El dolor no tiene bandos

Estas historias dan cuenta de que el sufrimiento, la indignación, la impotencia y la rabia no son propiedad exclusiva de los ciudadanos que levantan las voces desde lo que usualmente etiquetamos como “populismo punitivo”. Lo que ocurre es que estos últimos son los que gritan más fuerte, los que más se hacen escuchar, los que tienen tribunas más altas y obtienen mayores réditos.

Felipe, un joven que estuvo privado de libertad durante ocho años. Él logró, durante su estadía en prisión, hacer la primaria y el colegio, e incluso entrar a estudiar Administración de Empresas en la UNED. Hace dos años hablé con él y me contó las dificultades que enfrentó al salir de prisión:

Mae, buscar brete es duro. Yo le puedo decir a usted: yo tengo título de administración de Mipymes, título de barbería, de tatuador, tengo manipulación de alimentos, tengo certificado de atención al cliente y todas esas loqueras, papi… ¡Pero cuesta! He metido currículos y yo he sabido lo que es que llamen a personas que lo han metido conmigo y a mí no.”

Luego añadió:

Reinsertarse a la sociedad no es fácil. Cuesta, mae. Yo se lo digo porque día a día me cuesta.”

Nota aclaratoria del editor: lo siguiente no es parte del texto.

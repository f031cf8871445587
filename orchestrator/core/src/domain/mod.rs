// Copyright (c) 2026 100monkeys.ai
// SPDX-License-Identifier: AGPL-3.0
//! Domain model of the host agent: hosts, ACLs, rule tables, line editing and
//! the contracts of external collaborators.
//!
//! # Architecture
//!
//! - **Layer:** Domain Layer
//! - **Purpose:** Types and traits shared by the application and infrastructure layers

pub mod acl;
pub mod config;
pub mod host;
pub mod line_edit;
pub mod network;
pub mod node_agent;
pub mod node_repository;
pub mod rule_table;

Felipe fue asesinado en septiembre de 2024, a los 25 años, en un barrio del sur de San José. Ya no participaba de actividades delictivas, pero al estar reunido en la esquina del barrio, con unos amigos que sí estaban vinculados con una banda, recibió una bala que acabó con su vida y sus aspiraciones de terminar una carrera universitaria y encontrar un trabajo.

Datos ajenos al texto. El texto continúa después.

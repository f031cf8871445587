// Copyright (c) 2026 100monkeys.ai
// SPDX-License-Identifier: AGPL-3.0
//! # Node Agent Contract
//!
//! A node agent is the per-host worker that converges one host towards its
//! [`HostSpec`]. The fleet orchestrator only ever talks to it through two
//! narrow capabilities:
//!
//! - [`NodeAgent`] - lifecycle and health (start, stop, suspend, metrics).
//! - [`NodeAgentScheduler`] - what to converge to next, and freeze handshakes.
//!
//! Both are implemented separately and composed by
//! `application::node_admin::NodeAgentWithScheduler`.

use async_trait::async_trait;
use std::time::Duration;
use thiserror::Error;

use crate::domain::acl::Acl;
use crate::domain::host::{HostSpec, Hostname};

/// Everything a node agent needs to know for one tick.
#[derive(Debug, Clone, PartialEq)]
pub struct NodeAgentContext {
    spec: HostSpec,
}

impl NodeAgentContext {
    pub fn new(spec: HostSpec) -> Self {
        Self { spec }
    }

    pub fn hostname(&self) -> &Hostname {
        &self.spec.hostname
    }

    pub fn acl(&self) -> &Acl {
        &self.spec.acl
    }

    pub fn spec(&self) -> &HostSpec {
        &self.spec
    }
}

#[derive(Debug, Error)]
pub enum NodeAgentError {
    #[error("Node agent for {0} is already started")]
    AlreadyStarted(Hostname),
    #[error("Node agent for {0} is not running")]
    NotRunning(Hostname),
    #[error("Node agent for {hostname} failed to {action}: {reason}")]
    LifecycleFailed {
        hostname: Hostname,
        action: &'static str,
        reason: String,
    },
}

#[async_trait]
pub trait NodeAgent: Send + Sync {
    async fn start(&self) -> Result<(), NodeAgentError>;

    /// Stop converging and release resources. Blocks until the agent loop exits.
    async fn stop(&self) -> Result<(), NodeAgentError>;

    /// Prepare the host for a disruptive operation, e.g. a host reboot.
    async fn suspend(&self) -> Result<(), NodeAgentError>;

    /// Stop the services running on the host. May take a minute or more.
    async fn stop_services(&self) -> Result<(), NodeAgentError>;

    async fn update_metrics_snapshot(&self) -> Result<(), NodeAgentError>;

    fn is_downloading_image(&self) -> bool;

    /// Number of unhandled tick failures since the last call, resetting it to zero.
    fn drain_unhandled_exception_count(&self) -> u32;
}

#[async_trait]
pub trait NodeAgentScheduler: Send + Sync {
    /// Make `context` the target of the next tick.
    fn schedule_tick_with(&self, context: NodeAgentContext);

    /// Ask the agent to enter or leave the frozen state. Returns whether the
    /// agent confirmed `frozen` within `timeout`.
    async fn set_frozen(&self, frozen: bool, timeout: Duration) -> bool;
}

A propósito de “la tercera vía”

Delfino hace bien en llamar la atención sobre la necesidad de un discurso más empático, pero su planteamiento debería tener cautela para no caer en falsas divisiones y juegos de suma cero, donde parece que las víctimas solo estuvieran de un lado.

La “tercera vía” que necesitamos no consiste solo en presentar mejor los datos o en contar historias más emotivas. Implica reconocer que todos somos parte de un tejido social dañado. Que las madres que lloran a sus hijos asesinados en barrios marginales sufren igual que las madres que lloran a sus hijos víctimas de asaltos en barrios de clase media. Que el miedo y el dolor no distingue estrato social ni nivel educativo.

Por lo tanto, una comunicación verdaderamente efectiva no consiste en manipular emociones para convencer, sino en mostrar la complejidad de un sistema donde todos podemos llegar a ser víctimas, aunque de distintas maneras. En esa dirección, el verdadero adversario no es el delincuente sinvergüenza ni los académicos desconectados que se ufanan en los congresos académicos, sino un sistema político que sigue fallando sistemáticamente en ofrecer soluciones a la trama compleja de problemas en donde está inscrito el delito, el crimen y sobre todo el dolor de muchos ciudadanos.

Así, podemos insistir en que el punitivismo populista no es la solución, pero tampoco lo es crear divisiones y movilizar un dolor legítimo. Quizás la solución venga por seguir insistiendo en construir puentes entre estas realidades aparentemente distantes, reconociendo que el sufrimiento no tiene bandos y que las respuestas efectivas deben atender a todos los sectores afectados por la violencia, independientemente del lado de la falsa división en que se encuentren.